Stored data entries

use kokaton::actors::*;
use kokaton::geometry::{check_bound, Rect};

use rand::rngs::StdRng;
use rand::SeedableRng;

const AREA: Rect = Rect::new(0, 0, 1600, 900);

fn keys(up: bool, down: bool, left: bool, right: bool) -> HeldKeys {
    HeldKeys { up, down, left, right }
}

fn bird_at_center() -> Bird {
    Bird::new((900, 400), (80, 80))
}

// ── Direction ─────────────────────────────────────────────────────────────────

#[test]
fn direction_delta_round_trips_for_all_eight() {
    for dir in Direction::ALL {
        let (dx, dy) = dir.delta();
        assert_eq!(Direction::from_delta(dx, dy), Some(dir));
    }
}

#[test]
fn zero_delta_has_no_direction() {
    assert_eq!(Direction::from_delta(0, 0), None);
}

#[test]
fn orientation_table_matches_sprite_layout() {
    assert_eq!(Direction::Left.orientation(), Orientation { mirrored: false, degrees: 0.0 });
    assert_eq!(Direction::Right.orientation(), Orientation { mirrored: true, degrees: 0.0 });
    assert_eq!(Direction::Up.orientation(), Orientation { mirrored: true, degrees: 90.0 });
    assert_eq!(Direction::UpLeft.orientation(), Orientation { mirrored: false, degrees: -45.0 });
    assert_eq!(Direction::DownLeft.orientation(), Orientation { mirrored: false, degrees: 45.0 });
}

#[test]
fn angle_follows_screen_up_as_positive() {
    assert_eq!(Direction::Right.angle_degrees(), 0.0);
    assert!((Direction::Up.angle_degrees() - 90.0).abs() < 1e-4);
    assert!((Direction::Down.angle_degrees() + 90.0).abs() < 1e-4);
    assert!((Direction::UpLeft.angle_degrees() - 135.0).abs() < 1e-4);
}

// ── Bird ──────────────────────────────────────────────────────────────────────

#[test]
fn bird_starts_facing_right() {
    let bird = bird_at_center();
    assert_eq!(bird.facing, Direction::Right);
    assert_eq!(bird.pose, Pose::Facing);
    assert_eq!(bird.rect().center(), (900, 400));
}

#[test]
fn bird_idle_keeps_position_and_facing() {
    let mut bird = bird_at_center();
    bird.update(&HeldKeys::default(), &AREA);
    assert_eq!(bird.rect().center(), (900, 400));
    assert_eq!(bird.facing, Direction::Right);
}

#[test]
fn bird_moves_diagonally_up_left() {
    let mut bird = bird_at_center();
    bird.update(&keys(true, false, true, false), &AREA);
    assert_eq!(bird.rect().center(), (899, 399));
    assert_eq!(bird.facing, Direction::UpLeft);
}

#[test]
fn opposite_keys_cancel_without_turning() {
    let mut bird = bird_at_center();
    bird.update(&keys(true, true, false, false), &AREA);
    assert_eq!(bird.rect().center(), (900, 400));
    assert_eq!(bird.facing, Direction::Right);

    bird.update(&keys(true, true, true, true), &AREA);
    assert_eq!(bird.rect().center(), (900, 400));
    assert_eq!(bird.facing, Direction::Right);
}

#[test]
fn blocked_move_is_reverted_but_turns() {
    let mut bird = Bird::new((40, 400), (80, 80)); // flush with the left edge
    bird.update(&keys(true, false, true, false), &AREA);
    // The whole diagonal step is undone, not just the x component.
    assert_eq!(bird.rect().center(), (40, 400));
    assert_eq!(bird.facing, Direction::UpLeft);
}

#[test]
fn bird_never_leaves_area() {
    let mut bird = Bird::new((1560, 860), (80, 80));
    for _ in 0..50 {
        bird.update(&keys(false, true, false, true), &AREA);
        assert_eq!(check_bound(&AREA, &bird.rect()), (true, true));
    }
}

#[test]
fn special_pose_lasts_until_movement() {
    let mut bird = bird_at_center();
    bird.celebrate();
    bird.update(&HeldKeys::default(), &AREA);
    assert_eq!(bird.pose, Pose::Victory);
    bird.update(&keys(false, false, false, true), &AREA);
    assert_eq!(bird.pose, Pose::Facing);
}

// ── Bomb ──────────────────────────────────────────────────────────────────────

#[test]
fn bomb_moves_by_velocity() {
    let mut bomb = Bomb::new((500, 500), 20, (1, -1), [255, 0, 0]);
    bomb.update(&AREA);
    assert_eq!(bomb.center(), (501, 499));
    assert_eq!(bomb.vel, (1, -1));
}

#[test]
fn bomb_reflects_at_right_edge() {
    // right edge exactly on the screen edge, heading right
    let mut bomb = Bomb::new((1580, 450), 20, (1, 1), [0, 255, 0]);
    assert_eq!(bomb.rect().right(), 1600);
    bomb.update(&AREA);
    assert!(bomb.vel.0 < 0);
    assert_eq!(bomb.vel.1, 1);
    assert_eq!(bomb.rect().right(), 1599);
}

#[test]
fn bomb_reflects_at_left_edge_without_drifting_out() {
    let mut bomb = Bomb::new((20, 450), 20, (-1, 1), [0, 0, 255]);
    assert_eq!(bomb.rect().left, 0);
    bomb.update(&AREA);
    assert_eq!(bomb.vel.0, 1);
    assert!(bomb.rect().left >= -1);
    for _ in 0..10 {
        bomb.update(&AREA);
        assert!(bomb.rect().left >= 0);
    }
}

#[test]
fn bomb_reflects_in_corner_on_both_axes() {
    let mut bomb = Bomb::new((20, 20), 20, (-1, -1), [255, 255, 0]);
    bomb.update(&AREA);
    assert_eq!(bomb.vel, (1, 1));
    assert_eq!(bomb.center(), (21, 21));
}

#[test]
fn bomb_outside_but_heading_inward_keeps_velocity() {
    let mut bomb = Bomb::new((10, 450), 20, (1, 1), [255, 0, 255]);
    assert!(bomb.rect().left < 0);
    bomb.update(&AREA);
    assert_eq!(bomb.vel.0, 1);
    assert_eq!(bomb.center(), (11, 451));
}

#[test]
fn bomb_stays_in_area_over_long_run() {
    let mut bomb = Bomb::new((800, 450), 50, (1, -1), [0, 255, 255]);
    for _ in 0..10_000 {
        bomb.update(&AREA);
        assert!(AREA.contains(&bomb.rect()), "{:?}", bomb.rect());
    }
}

#[test]
fn random_bombs_spawn_inside_and_clear_of_bird() {
    let mut rng = StdRng::seed_from_u64(42);
    let bird = bird_at_center().rect();
    for _ in 0..200 {
        let bomb = Bomb::random(&AREA, &bird, &mut rng);
        assert!(AREA.contains(&bomb.rect()));
        assert!(!bomb.rect().intersects(&bird));
        assert!((10..=50).contains(&bomb.radius));
        assert_eq!(bomb.vel.0.abs(), 1);
        assert_eq!(bomb.vel.1.abs(), 1);
        assert!(bomb::BOMB_COLORS.contains(&bomb.color));
    }
}

#[test]
fn random_bomb_gives_up_when_no_clear_spot_exists() {
    let mut rng = StdRng::seed_from_u64(1);
    let small = Rect::new(0, 0, 100, 100);
    // the keep-clear rect covers the whole area, so every attempt overlaps
    let bomb = Bomb::random(&small, &small, &mut rng);
    assert!(small.contains(&bomb.rect()));
}

// ── Beam ──────────────────────────────────────────────────────────────────────

#[test]
fn beam_spawns_at_leading_edge() {
    let bird = bird_at_center();
    let beam = Beam::fire(&bird, (40, 10));
    assert_eq!(beam.rect().center(), (940, 400));
    assert_eq!(beam.vel(), (1, 0));
}

#[test]
fn beam_follows_facing() {
    let mut bird = bird_at_center();
    bird.update(&keys(true, false, false, false), &AREA);
    let beam = Beam::fire(&bird, (40, 10));
    assert_eq!(beam.vel(), (0, -1));
    assert_eq!(beam.rect().center(), (900, 399 - 40));
    // rotated a quarter turn
    assert_eq!(beam.rect().size(), (10, 40));
}

#[test]
fn beam_travels_until_it_leaves() {
    let bird = bird_at_center();
    let mut beam = Beam::fire(&bird, (40, 10));
    let mut steps = 0;
    while beam.update(&AREA) {
        steps += 1;
        assert_eq!(beam.rect().center().0, 940 + steps);
    }
    assert_eq!(beam.rect().right(), 1601);
    assert_eq!(steps, 1600 - 960);
}

// ── Explosion ─────────────────────────────────────────────────────────────────

#[test]
fn explosion_lives_exactly_its_life() {
    let mut exp = Explosion::new((100, 100), (60, 60), 120);
    for _ in 0..119 {
        exp.update();
        assert!(!exp.is_finished());
    }
    exp.update();
    assert!(exp.is_finished());
    assert_eq!(exp.life, 0);
}

#[test]
fn explosion_blinks_every_ten_frames() {
    let mut exp = Explosion::new((100, 100), (60, 60), 120);
    exp.update(); // 119
    assert_eq!(exp.frame(), 1);
    for _ in 0..9 {
        exp.update();
    }
    assert_eq!(exp.life, 110);
    assert_eq!(exp.frame(), 1);
    exp.update(); // 109
    assert_eq!(exp.frame(), 0);
}

#[test]
fn explosion_is_centred_on_bomb() {
    let bomb = Bomb::new((300, 200), 25, (1, 1), [255, 0, 0]);
    let exp = Explosion::new(bomb.center(), (64, 48), 120);
    assert_eq!(exp.rect.center(), (300, 200));
}

// ── Score ─────────────────────────────────────────────────────────────────────

#[test]
fn score_counts_up_by_one() {
    let mut score = Score::new();
    assert_eq!(score.value(), 0);
    assert_eq!(score.label(), "Score: 0");
    score.score_up();
    score.score_up();
    assert_eq!(score.value(), 2);
    assert_eq!(score.label(), "Score: 2");
}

**What you will do**
Exactly as they stand in the records above, print the lines from the one containing "a quarter turn" through the final line, inclusive.

**Output for this task**
    // rotated a quarter turn
    assert_eq!(beam.rect().size(), (10, 40));
}

#[test]
fn beam_travels_until_it_leaves() {
    let bird = bird_at_center();
    let mut beam = Beam::fire(&bird, (40, 10));
    let mut steps = 0;
    while beam.update(&AREA) {
        steps += 1;
        assert_eq!(beam.rect().center().0, 940 + steps);
    }
    assert_eq!(beam.rect().right(), 1601);
    assert_eq!(steps, 1600 - 960);
}

// ── Explosion ─────────────────────────────────────────────────────────────────

#[test]
fn explosion_lives_exactly_its_life() {
    let mut exp = Explosion::new((100, 100), (60, 60), 120);
    for _ in 0..119 {
        exp.update();
        assert!(!exp.is_finished());
    }
    exp.update();
    assert!(exp.is_finished());
    assert_eq!(exp.life, 0);
}

#[test]
fn explosion_blinks_every_ten_frames() {
    let mut exp = Explosion::new((100, 100), (60, 60), 120);
    exp.update(); // 119
    assert_eq!(exp.frame(), 1);
    for _ in 0..9 {
        exp.update();
    }
    assert_eq!(exp.life, 110);
    assert_eq!(exp.frame(), 1);
    exp.update(); // 109
    assert_eq!(exp.frame(), 0);
}

#[test]
fn explosion_is_centred_on_bomb() {
    let bomb = Bomb::new((300, 200), 25, (1, 1), [255, 0, 0]);
    let exp = Explosion::new(bomb.center(), (64, 48), 120);
    assert_eq!(exp.rect.center(), (300, 200));
}

// ── Score ─────────────────────────────────────────────────────────────────────

#[test]
fn score_counts_up_by_one() {
    let mut score = Score::new();
    assert_eq!(score.value(), 0);
    assert_eq!(score.label(), "Score: 0");
    score.score_up();
    score.score_up();
    assert_eq!(score.value(), 2);
    assert_eq!(score.label(), "Score: 2");
}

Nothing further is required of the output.